Prompt.
Print every line of the listing below, starting with the line that holds "repository da3f497966f59089" and going on through the line that holds "use crate::error::StorageError;", both included, and print nothing else.

Data extracts.

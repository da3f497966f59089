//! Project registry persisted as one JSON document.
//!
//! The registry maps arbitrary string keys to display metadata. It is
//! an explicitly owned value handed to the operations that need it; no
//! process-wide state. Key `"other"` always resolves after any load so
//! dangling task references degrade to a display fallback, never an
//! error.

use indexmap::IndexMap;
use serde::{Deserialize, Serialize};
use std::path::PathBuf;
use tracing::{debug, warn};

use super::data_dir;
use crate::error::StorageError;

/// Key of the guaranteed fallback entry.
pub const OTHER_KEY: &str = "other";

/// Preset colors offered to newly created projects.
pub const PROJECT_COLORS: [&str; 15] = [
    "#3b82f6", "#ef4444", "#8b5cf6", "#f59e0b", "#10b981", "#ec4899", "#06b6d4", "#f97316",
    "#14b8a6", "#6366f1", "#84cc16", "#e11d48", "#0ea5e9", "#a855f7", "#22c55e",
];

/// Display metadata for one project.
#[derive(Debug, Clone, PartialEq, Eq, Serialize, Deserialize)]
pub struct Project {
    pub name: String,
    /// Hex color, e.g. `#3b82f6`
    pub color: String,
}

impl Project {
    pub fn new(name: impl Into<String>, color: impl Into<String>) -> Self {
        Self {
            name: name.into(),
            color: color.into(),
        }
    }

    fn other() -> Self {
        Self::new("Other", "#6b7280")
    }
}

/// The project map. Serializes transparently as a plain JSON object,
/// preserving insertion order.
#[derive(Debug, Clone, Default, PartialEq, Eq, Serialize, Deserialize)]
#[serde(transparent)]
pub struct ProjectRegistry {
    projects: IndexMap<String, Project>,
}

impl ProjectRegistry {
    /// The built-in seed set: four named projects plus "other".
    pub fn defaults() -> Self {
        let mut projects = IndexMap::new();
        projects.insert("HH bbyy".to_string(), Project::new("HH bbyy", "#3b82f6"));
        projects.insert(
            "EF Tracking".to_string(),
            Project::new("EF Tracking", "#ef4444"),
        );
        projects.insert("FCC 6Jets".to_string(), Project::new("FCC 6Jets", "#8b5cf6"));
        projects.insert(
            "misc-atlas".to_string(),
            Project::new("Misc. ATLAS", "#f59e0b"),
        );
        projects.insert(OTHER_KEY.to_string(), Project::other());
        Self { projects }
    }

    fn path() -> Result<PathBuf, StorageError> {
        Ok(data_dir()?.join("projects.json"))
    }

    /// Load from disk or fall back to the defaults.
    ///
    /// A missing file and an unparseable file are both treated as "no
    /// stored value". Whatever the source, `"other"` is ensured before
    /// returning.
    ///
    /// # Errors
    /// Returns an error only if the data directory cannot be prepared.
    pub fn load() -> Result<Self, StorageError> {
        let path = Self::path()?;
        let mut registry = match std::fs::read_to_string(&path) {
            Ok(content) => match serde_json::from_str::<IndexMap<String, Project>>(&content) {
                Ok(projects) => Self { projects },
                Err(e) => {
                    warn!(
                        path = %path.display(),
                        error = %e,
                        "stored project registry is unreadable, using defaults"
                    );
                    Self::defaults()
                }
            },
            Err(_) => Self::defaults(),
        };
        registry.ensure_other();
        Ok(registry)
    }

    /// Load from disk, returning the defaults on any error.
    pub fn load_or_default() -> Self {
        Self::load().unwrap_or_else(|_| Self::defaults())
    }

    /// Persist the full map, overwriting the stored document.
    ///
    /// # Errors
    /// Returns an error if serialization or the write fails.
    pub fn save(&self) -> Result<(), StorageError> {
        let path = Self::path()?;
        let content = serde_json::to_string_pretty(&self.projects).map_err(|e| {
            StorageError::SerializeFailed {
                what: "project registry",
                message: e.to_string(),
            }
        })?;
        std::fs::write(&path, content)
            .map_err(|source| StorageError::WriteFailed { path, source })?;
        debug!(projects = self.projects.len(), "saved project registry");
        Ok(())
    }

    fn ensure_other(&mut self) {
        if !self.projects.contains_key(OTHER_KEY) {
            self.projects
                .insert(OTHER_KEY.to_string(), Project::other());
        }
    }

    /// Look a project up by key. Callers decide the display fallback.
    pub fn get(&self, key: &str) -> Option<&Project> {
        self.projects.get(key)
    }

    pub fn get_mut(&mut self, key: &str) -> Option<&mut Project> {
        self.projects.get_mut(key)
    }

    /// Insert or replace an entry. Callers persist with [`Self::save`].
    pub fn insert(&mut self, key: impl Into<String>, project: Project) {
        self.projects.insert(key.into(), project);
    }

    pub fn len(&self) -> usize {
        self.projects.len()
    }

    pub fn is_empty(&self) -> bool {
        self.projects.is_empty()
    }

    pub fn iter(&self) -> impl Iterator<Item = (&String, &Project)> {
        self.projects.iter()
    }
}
==
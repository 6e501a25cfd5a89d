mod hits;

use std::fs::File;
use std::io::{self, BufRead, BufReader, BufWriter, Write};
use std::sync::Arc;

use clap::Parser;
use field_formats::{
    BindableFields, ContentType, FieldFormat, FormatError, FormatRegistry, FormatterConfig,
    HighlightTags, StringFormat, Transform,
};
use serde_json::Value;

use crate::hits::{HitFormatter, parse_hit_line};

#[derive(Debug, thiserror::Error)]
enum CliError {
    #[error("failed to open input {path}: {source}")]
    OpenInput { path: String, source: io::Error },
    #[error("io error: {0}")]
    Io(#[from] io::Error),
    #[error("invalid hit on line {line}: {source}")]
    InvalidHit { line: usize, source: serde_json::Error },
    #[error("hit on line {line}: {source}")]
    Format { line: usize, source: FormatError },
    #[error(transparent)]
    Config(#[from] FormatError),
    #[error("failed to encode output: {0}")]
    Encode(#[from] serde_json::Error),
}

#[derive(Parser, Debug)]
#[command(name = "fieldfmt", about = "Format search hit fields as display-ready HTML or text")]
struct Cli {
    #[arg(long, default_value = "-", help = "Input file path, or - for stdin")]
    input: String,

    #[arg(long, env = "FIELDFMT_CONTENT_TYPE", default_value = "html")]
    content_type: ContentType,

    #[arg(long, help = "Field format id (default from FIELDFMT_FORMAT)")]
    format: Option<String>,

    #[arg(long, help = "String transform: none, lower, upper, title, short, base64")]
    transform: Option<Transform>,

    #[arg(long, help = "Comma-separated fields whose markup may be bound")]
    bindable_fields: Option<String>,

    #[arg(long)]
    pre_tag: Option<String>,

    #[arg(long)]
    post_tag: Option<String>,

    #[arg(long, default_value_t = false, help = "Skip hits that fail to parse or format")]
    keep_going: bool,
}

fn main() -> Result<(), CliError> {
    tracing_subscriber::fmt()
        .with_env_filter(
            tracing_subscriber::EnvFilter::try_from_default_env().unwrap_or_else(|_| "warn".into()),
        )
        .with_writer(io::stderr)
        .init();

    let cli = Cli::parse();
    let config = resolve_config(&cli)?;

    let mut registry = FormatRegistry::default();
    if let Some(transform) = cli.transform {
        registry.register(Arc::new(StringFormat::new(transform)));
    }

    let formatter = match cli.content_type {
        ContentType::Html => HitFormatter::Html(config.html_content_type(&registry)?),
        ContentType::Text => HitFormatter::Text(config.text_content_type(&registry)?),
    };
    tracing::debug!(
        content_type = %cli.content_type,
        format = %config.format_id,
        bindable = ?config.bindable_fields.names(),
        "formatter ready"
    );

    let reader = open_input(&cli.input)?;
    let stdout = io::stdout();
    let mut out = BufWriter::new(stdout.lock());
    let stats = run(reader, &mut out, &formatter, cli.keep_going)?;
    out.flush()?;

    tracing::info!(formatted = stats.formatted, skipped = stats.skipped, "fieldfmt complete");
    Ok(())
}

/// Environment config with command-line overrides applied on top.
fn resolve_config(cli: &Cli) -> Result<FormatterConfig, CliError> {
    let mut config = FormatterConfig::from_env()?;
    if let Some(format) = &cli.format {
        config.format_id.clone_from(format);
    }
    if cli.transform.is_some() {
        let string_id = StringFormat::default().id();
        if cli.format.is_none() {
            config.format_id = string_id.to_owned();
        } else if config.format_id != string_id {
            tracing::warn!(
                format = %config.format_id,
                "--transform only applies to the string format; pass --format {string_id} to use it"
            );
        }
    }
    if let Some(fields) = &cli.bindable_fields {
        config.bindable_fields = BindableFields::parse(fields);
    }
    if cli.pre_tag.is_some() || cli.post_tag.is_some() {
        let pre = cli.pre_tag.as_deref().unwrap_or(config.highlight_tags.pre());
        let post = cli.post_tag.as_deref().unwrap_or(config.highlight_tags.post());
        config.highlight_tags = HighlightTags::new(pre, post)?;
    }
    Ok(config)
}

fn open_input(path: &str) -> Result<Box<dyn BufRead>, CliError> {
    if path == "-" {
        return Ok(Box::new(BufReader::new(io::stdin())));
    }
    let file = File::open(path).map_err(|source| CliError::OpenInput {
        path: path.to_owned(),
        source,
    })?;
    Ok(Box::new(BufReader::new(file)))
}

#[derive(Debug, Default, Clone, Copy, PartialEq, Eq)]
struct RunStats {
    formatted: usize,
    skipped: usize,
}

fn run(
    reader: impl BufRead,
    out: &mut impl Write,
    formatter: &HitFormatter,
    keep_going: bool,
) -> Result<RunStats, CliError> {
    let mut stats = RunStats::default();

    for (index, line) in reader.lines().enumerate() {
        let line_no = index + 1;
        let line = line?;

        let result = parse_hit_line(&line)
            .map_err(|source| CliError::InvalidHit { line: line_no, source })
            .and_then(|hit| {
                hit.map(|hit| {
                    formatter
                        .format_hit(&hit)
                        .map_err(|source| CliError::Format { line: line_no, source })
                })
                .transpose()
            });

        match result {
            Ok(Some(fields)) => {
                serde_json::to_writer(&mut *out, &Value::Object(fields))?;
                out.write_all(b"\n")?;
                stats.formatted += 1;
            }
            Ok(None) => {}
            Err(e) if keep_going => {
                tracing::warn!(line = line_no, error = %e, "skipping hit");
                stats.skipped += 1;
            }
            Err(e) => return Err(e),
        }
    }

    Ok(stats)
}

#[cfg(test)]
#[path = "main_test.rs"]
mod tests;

Task answer.
repository da3f497966f59089
//! Project registry persisted as one JSON document.
//!
//! The registry maps arbitrary string keys to display metadata. It is
//! an explicitly owned value handed to the operations that need it; no
//! process-wide state. Key `"other"` always resolves after any load so
//! dangling task references degrade to a display fallback, never an
//! error.

use indexmap::IndexMap;
use serde::{Deserialize, Serialize};
use std::path::PathBuf;
use tracing::{debug, warn};

use super::data_dir;
use crate::error::StorageError;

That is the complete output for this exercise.